Mientras que el Espacio Público Interior recorre el edificio en una espiral continua ascendente, el núcleo de circulación vertical centralizado clarifica la orientación del usuario y permite accesos controlados a los distintos sectores. Logrando independencia funcional e integración espacial, el ingreso directo a las Salas de Lecturas posiciona al usuario en punto intermedio de esta secuencia espacial. Desde aquí, mirando hacia abajo, se percibe la continuidad de espacios hasta el hall de ingreso. Mirando hacia arriba, se observa el aterrazamiento de las 2 salas de lectura. Éstas son espacios cúbicos de calibrada escala e iluminación: grandes lucernarios brindan la iluminación cenital difusa necesaria para la lectura y largas ventanas bajas devuelven vistas rasantes del horizonte de ciudad.
En el último nivel del edificio se propone un espacio a cielo abierto: la Terraza Pública de la Biblioteca. Para remarcar el carácter de continuidad del espacio público, la terraza se realiza con el mismo material de piso de la Explanada Cívica. Desde la Terraza Pública se puede observar el Patio del Centro Municipal de Distrito y entender la relación ciudadana establecida por estas dos instituciones.

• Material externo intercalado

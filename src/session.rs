//! Durable identity store.
//!
//! A minimal get/set capability that survives a full reload (browser local
//! storage, a settings file, whatever the host provides). The core only
//! persists the adopted chat thread id here. Absence is the only failure
//! mode.

use std::collections::HashMap;
use std::sync::RwLock;

/// Synchronous key-value persistence boundary.
pub trait DurableStore: Send + Sync {
    fn get(&self, key: &str) -> Option<String>;
    fn set(&self, key: &str, value: &str);
    fn remove(&self, key: &str);
}

/// In-memory implementation for tests and single-process hosts.
pub struct MemoryStore {
    values: RwLock<HashMap<String, String>>,
}

impl MemoryStore {
    pub fn new() -> Self {
        Self {
            values: RwLock::new(HashMap::new()),
        }
    }
}

impl Default for MemoryStore {
    fn default() -> Self {
        Self::new()
    }
}

impl DurableStore for MemoryStore {
    fn get(&self, key: &str) -> Option<String> {
        self.values
            .read()
            .unwrap_or_else(|poisoned| poisoned.into_inner())
            .get(key)
            .cloned()
    }

    fn set(&self, key: &str, value: &str) {
        self.values
            .write()
            .unwrap_or_else(|poisoned| poisoned.into_inner())
            .insert(key.to_string(), value.to_string());
    }

    fn remove(&self, key: &str) {
        self.values
            .write()
            .unwrap_or_else(|poisoned| poisoned.into_inner())
            .remove(key);
    }
}

#[cfg(test)]
mod tests {
    use super::*;

    #[test]
    fn get_set_remove_roundtrip() {
        let store = MemoryStore::new();
        assert!(store.get("chat.thread_id").is_none());

        store.set("chat.thread_id", "abc");
        assert_eq!(store.get("chat.thread_id").as_deref(), Some("abc"));

        store.remove("chat.thread_id");
        assert!(store.get("chat.thread_id").is_none());
    }

    #[test]
    fn set_overwrites() {
        let store = MemoryStore::new();
        store.set("k", "one");
        store.set("k", "two");
        assert_eq!(store.get("k").as_deref(), Some("two"));
    }
}
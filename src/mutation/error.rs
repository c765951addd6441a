//! The error taxonomy a mutation can settle with.
//!
//! Every kind triggers rollback. Only `Conflict` additionally forces an
//! immediate refetch of the target key; the others rely on passive
//! staleness. None are retried automatically; a retry is a user-initiated
//! re-submission.

use thiserror::Error;

use crate::remote::{RemoteError, RemoteErrorKind};

#[derive(Debug, Clone, PartialEq, Eq, Error)]
pub enum MutationError {
    #[error("network failure during commit: {0}")]
    Network(String),
    #[error("remote state conflict: {0}")]
    Conflict(String),
    #[error("payload rejected by remote: {0}")]
    Validation(String),
}

impl MutationError {
    pub fn is_conflict(&self) -> bool {
        matches!(self, MutationError::Conflict(_))
    }

    /// Stable label for metrics and logs.
    pub fn kind_label(&self) -> &'static str {
        match self {
            MutationError::Network(_) => "network",
            MutationError::Conflict(_) => "conflict",
            MutationError::Validation(_) => "validation",
        }
    }
}

impl From<RemoteError> for MutationError {
    fn from(error: RemoteError) -> Self {
        match error.kind {
            RemoteErrorKind::Network => MutationError::Network(error.message),
            RemoteErrorKind::Conflict => MutationError::Conflict(error.message),
            RemoteErrorKind::Validation => MutationError::Validation(error.message),
        }
    }
}
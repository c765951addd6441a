//! Change notification.
//!
//! Subscribers register a callback per key and receive the new entry
//! synchronously after every write. A [`Subscription`] is a scoped
//! acquisition: dropping it unsubscribes, so a callback can never outlive
//! its owner (component unmount, cancelled request).

use std::collections::HashMap;
use std::sync::atomic::{AtomicU64, Ordering};
use std::sync::{Arc, RwLock};

use tracing::debug;

use super::entry::CacheEntry;
use super::keys::QueryKey;
use super::lock::{read_guard, write_guard};

pub(crate) type SubscriberFn = Arc<dyn Fn(&CacheEntry) + Send + Sync>;

/// Per-key subscriber table. Notification is synchronous; callbacks are
/// invoked outside the table lock so they may read the cache freely.
pub(crate) struct SubscriberRegistry {
    subscribers: RwLock<HashMap<QueryKey, HashMap<u64, SubscriberFn>>>,
    next_id: AtomicU64,
}

impl SubscriberRegistry {
    pub(crate) fn new() -> Self {
        Self {
            subscribers: RwLock::new(HashMap::new()),
            next_id: AtomicU64::new(0),
        }
    }

    pub(crate) fn add(&self, key: QueryKey, callback: SubscriberFn) -> u64 {
        let id = self.next_id.fetch_add(1, Ordering::SeqCst);
        write_guard(&self.subscribers, "subscribe")
            .entry(key)
            .or_default()
            .insert(id, callback);
        id
    }

    pub(crate) fn remove(&self, key: &QueryKey, id: u64) {
        let mut table = write_guard(&self.subscribers, "unsubscribe");
        if let Some(entries) = table.get_mut(key) {
            entries.remove(&id);
            if entries.is_empty() {
                table.remove(key);
            }
        }
    }

    pub(crate) fn notify(&self, entry: &CacheEntry) {
        let callbacks: Vec<SubscriberFn> = {
            let table = read_guard(&self.subscribers, "notify");
            match table.get(&entry.key) {
                Some(entries) => entries.values().cloned().collect(),
                None => return,
            }
        };
        debug!(
            key = %entry.key.label(),
            subscriber_count = callbacks.len(),
            "Notifying cache subscribers"
        );
        for callback in callbacks {
            callback(entry);
        }
    }

    pub(crate) fn count(&self, key: &QueryKey) -> usize {
        read_guard(&self.subscribers, "subscriber_count")
            .get(key)
            .map(HashMap::len)
            .unwrap_or(0)
    }
}

/// RAII handle for a cache subscription.
///
/// Unsubscribes on drop, so the callback is released on every exit path
/// of its owner.
pub struct Subscription {
    pub(crate) registry: Arc<SubscriberRegistry>,
    pub(crate) key: QueryKey,
    pub(crate) id: u64,
}

impl Subscription {
    pub fn key(&self) -> &QueryKey {
        &self.key
    }
}

impl Drop for Subscription {
    fn drop(&mut self) {
        self.registry.remove(&self.key, self.id);
    }
}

Constructiva y materialmente se ha priorizado en todo momento la adopción de técnicas y resoluciones locales, simples, sustentables y económicas. La organización en planta es compacta y funcional. El núcleo central organiza la circulación del público, el personal y los libros, y contiene un espacio técnico vertical que conduce las distintas instalaciones a todos los sectores del edificio. La estructura se resuelve a través de este núcleo-columna central, dos grandes vigas en cruz, losas casetonadas de hormigón armado in-situ, (de medidas acordes a las luces propuestas para lograr espacios interiores libres de columnas) y tabiques portantes perimetrales de hormigón armado. Constructivamente es un edificio como tantos hay en la ciudad.
La Biblioteca asume plenamente su contemporaneidad, optimista sobre el futuro de la ciudad. Propone con su altura y profundidad de planta un urbanismo interiorizado y protegido por la institución democrática de la Biblioteca. La variedad programática energizará el interior y el exterior del edificio. Más que un contenedor, la Biblioteca Central del Bicentenario será un generador de cultura.